I nodded and then told myself I was in idiot because she couldn’t see me.
“Want me to get some donuts?” she asked.
“I already got some. I got an ice cream cake too.”
“That bad, huh?” she said. She knew me so well.
“That bad.” I confirmed.
“I feel an extreme headache coming on,” she began. “Damn these headaches of mine. I’m going to have to leave early today.” Her voice was heavily laced with regret.
I smiled.
“I’ll see ya in a few,” she said, and I could already hear papers on her desk being shoveled around.
“Thanks, Claire.”
“Don’t eat it all before I get there.”
After I set down the phone, I glared at the dashboard. “I’m not in the mood for your hormonal activity today,” I told the car.

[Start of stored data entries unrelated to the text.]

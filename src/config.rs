use anyhow::{Context, Result};
use serde::Deserialize;
use std::path::{Path, PathBuf};

#[derive(Debug, Deserialize, Clone)]
pub struct Config {
    #[serde(default)]
    pub store: StoreConfig,
    #[serde(default)]
    pub knowledge: KnowledgeConfig,
    #[serde(default)]
    pub chunking: ChunkingConfig,
    #[serde(default)]
    pub retrieval: RetrievalConfig,
    #[serde(default)]
    pub embedding: EmbeddingConfig,
    /// Known destination vocabulary used to infer a document's destination
    /// tag from its file name.
    #[serde(default = "default_destinations")]
    pub destinations: Vec<String>,
}

impl Default for Config {
    fn default() -> Self {
        Self {
            store: StoreConfig::default(),
            knowledge: KnowledgeConfig::default(),
            chunking: ChunkingConfig::default(),
            retrieval: RetrievalConfig::default(),
            embedding: EmbeddingConfig::default(),
            destinations: default_destinations(),
        }
    }
}

#[derive(Debug, Deserialize, Clone)]
pub struct StoreConfig {
    /// SQLite database file holding the persisted index. Parent directories
    /// are created on demand; absence on first run triggers creation.
    #[serde(default = "default_store_path")]
    pub path: PathBuf,
}

impl Default for StoreConfig {
    fn default() -> Self {
        Self {
            path: default_store_path(),
        }
    }
}

fn default_store_path() -> PathBuf {
    PathBuf::from("./data/itinera.sqlite")
}

#[derive(Debug, Deserialize, Clone)]
pub struct KnowledgeConfig {
    /// Directory of UTF-8 text documents. When empty or absent, built-in
    /// default documents are written here before the first ingest.
    #[serde(default = "default_knowledge_dir")]
    pub dir: PathBuf,
    #[serde(default = "default_include_globs")]
    pub include_globs: Vec<String>,
    #[serde(default)]
    pub exclude_globs: Vec<String>,
}

impl Default for KnowledgeConfig {
    fn default() -> Self {
        Self {
            dir: default_knowledge_dir(),
            include_globs: default_include_globs(),
            exclude_globs: Vec::new(),
        }
    }
}

fn default_knowledge_dir() -> PathBuf {
    PathBuf::from("./data/travel_knowledge")
}

fn default_include_globs() -> Vec<String> {
    vec!["**/*.txt".to_string(), "**/*.md".to_string()]
}

#[derive(Debug, Deserialize, Clone)]
pub struct ChunkingConfig {
    /// Sliding window length in bytes (snapped to UTF-8 boundaries).
    #[serde(default = "default_window_chars")]
    pub window_chars: usize,
    /// Shared span between consecutive chunks of the same document.
    #[serde(default = "default_overlap_chars")]
    pub overlap_chars: usize,
}

impl Default for ChunkingConfig {
    fn default() -> Self {
        Self {
            window_chars: default_window_chars(),
            overlap_chars: default_overlap_chars(),
        }
    }
}

fn default_window_chars() -> usize {
    1000
}

fn default_overlap_chars() -> usize {
    200
}

#[derive(Debug, Deserialize, Clone)]
pub struct RetrievalConfig {
    /// Default number of passages returned by a query.
    #[serde(default = "default_top_k")]
    pub top_k: usize,
}

impl Default for RetrievalConfig {
    fn default() -> Self {
        Self {
            top_k: default_top_k(),
        }
    }
}

fn default_top_k() -> usize {
    3
}

#[derive(Debug, Deserialize, Clone)]
pub struct EmbeddingConfig {
    /// `hash` (offline, deterministic), `openai`, or `disabled`.
    #[serde(default = "default_provider")]
    pub provider: String,
    /// Remote model name; required for the `openai` provider.
    #[serde(default)]
    pub model: Option<String>,
    /// Embedding dimensionality.
    #[serde(default = "default_dims")]
    pub dims: usize,
    /// Request timeout for remote providers.
    #[serde(default = "default_timeout_secs")]
    pub timeout_secs: u64,
}

impl Default for EmbeddingConfig {
    fn default() -> Self {
        Self {
            provider: default_provider(),
            model: None,
            dims: default_dims(),
            timeout_secs: default_timeout_secs(),
        }
    }
}

impl EmbeddingConfig {
    pub fn is_enabled(&self) -> bool {
        self.provider != "disabled"
    }
}

fn default_provider() -> String {
    "hash".to_string()
}

fn default_dims() -> usize {
    256
}

fn default_timeout_secs() -> u64 {
    30
}

fn default_destinations() -> Vec<String> {
    [
        "Europe", "Italy", "France", "Paris", "Rome", "Venice", "Florence", "Milan", "Greece",
        "Santorini", "Athens", "Spain", "Barcelona", "Madrid", "London", "Amsterdam", "Japan",
        "Tokyo", "Kyoto", "Bali", "Maldives", "New York", "Thailand", "Bangkok",
    ]
    .iter()
    .map(|s| s.to_string())
    .collect()
}

/// Load configuration from a TOML file, falling back to built-in defaults
/// when the file does not exist.
pub fn load_config(path: &Path) -> Result<Config> {
    let config = if path.exists() {
        let content = std::fs::read_to_string(path)
            .with_context(|| format!("Failed to read config file: {}", path.display()))?;
        toml::from_str(&content).with_context(|| "Failed to parse config file")?
    } else {
        Config::default()
    };

    validate(&config)?;
    Ok(config)
}

fn validate(config: &Config) -> Result<()> {
    if config.chunking.window_chars == 0 {
        anyhow::bail!("chunking.window_chars must be > 0");
    }
    if config.chunking.overlap_chars >= config.chunking.window_chars {
        anyhow::bail!("chunking.overlap_chars must be smaller than chunking.window_chars");
    }
    if config.retrieval.top_k < 1 {
        anyhow::bail!("retrieval.top_k must be >= 1");
    }
    if config.embedding.dims == 0 {
        anyhow::bail!("embedding.dims must be > 0");
    }

    match config.embedding.provider.as_str() {
        "hash" | "disabled" => {}
        "openai" => {
            if config.embedding.model.is_none() {
                anyhow::bail!("embedding.model must be specified when provider is 'openai'");
            }
        }
        other => anyhow::bail!(
            "Unknown embedding provider: '{}'. Must be hash, openai, or disabled.",
            other
        ),
    }

    Ok(())
}

#[cfg(test)]
mod tests {
    use super::*;

    #[test]
    fn default_config_is_valid() {
        let config = Config::default();
        assert!(validate(&config).is_ok());
        assert_eq!(config.chunking.window_chars, 1000);
        assert_eq!(config.chunking.overlap_chars, 200);
        assert_eq!(config.retrieval.top_k, 3);
        assert_eq!(config.embedding.provider, "hash");
    }

    #[test]
    fn missing_file_falls_back_to_defaults() {
        let config = load_config(Path::new("/nonexistent/itinera.toml")).unwrap();
        assert_eq!(config.embedding.provider, "hash");
        assert!(config.destinations.iter().any(|d| d == "Italy"));
    }

    #[test]
    fn parses_full_toml() {
        let toml_str = r#"
            destinations = ["Italy", "Iceland"]

            [store]
            path = "/tmp/kb.sqlite"

            [knowledge]
            dir = "/tmp/knowledge"
            include_globs = ["**/*.txt"]

            [chunking]
            window_chars = 800
            overlap_chars = 100

            [retrieval]
            top_k = 5

            [embedding]
            provider = "openai"
            model = "text-embedding-3-small"
            dims = 1536
        "#;
        let config: Config = toml::from_str(toml_str).unwrap();
        assert!(validate(&config).is_ok());
        assert_eq!(config.store.path, PathBuf::from("/tmp/kb.sqlite"));
        assert_eq!(config.chunking.window_chars, 800);
        assert_eq!(config.retrieval.top_k, 5);
        assert_eq!(config.embedding.dims, 1536);
        assert_eq!(config.destinations, vec!["Italy", "Iceland"]);
    }

    #[test]
    fn rejects_overlap_not_smaller_than_window() {
        let mut config = Config::default();
        config.chunking.overlap_chars = config.chunking.window_chars;
        assert!(validate(&config).is_err());
    }

    #[test]
    fn rejects_unknown_provider() {
        let mut config = Config::default();
        config.embedding.provider = "quantum".to_string();
        assert!(validate(&config).is_err());
    }

    #[test]
    fn openai_provider_requires_model() {
        let mut config = Config::default();
        config.embedding.provider = "openai".to_string();
        config.embedding.model = None;
        assert!(validate(&config).is_err());
        config.embedding.model = Some("text-embedding-3-small".to_string());
        assert!(validate(&config).is_ok());
    }
}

It must have known I meant business because it started on the first try.
I pulled out of the lot and took a good, long sip of the coffee and sighed.
2
Talie
Was it possible to have a junk food hangover?
Was it possible my therapist wasn’t quite as helpful as it should be?
Yes, and yes.
Sunlight streamed between the edges of the white blinds in the living room, creating stripes of brightness across the floor and furniture. I cracked one eye open and took in my surroundings. It took a moment to place where I was.
Waking up somewhere other than my own bed, in my own home, was a little jarring. But, it wasn’t like I was at a bar, got drunk, and went home with some guy whose name I didn’t even know. The red sofa, purple patterned armchair, and array of colored pillows all over the place were very familiar.
I pushed up into a sitting position and leaned against the red fabric while I pushed a hand through my tangled, fine hair. Plastic forks and spoons littered the coffee table. The empty white cake box was dotted with crumbs from the crushed cookie layer that was in the center of the ice cream cake.
We ate the entire thing.
And just like that, everything that happened the day before came rushing over me.
Turns out feeling like a giant fatty whose blood sugar levels were likely going to put her in a coma wasn’t as bad as reliving the moment you caught your husband being ridden by some bimbo in the center of your Pottery Barn sheets.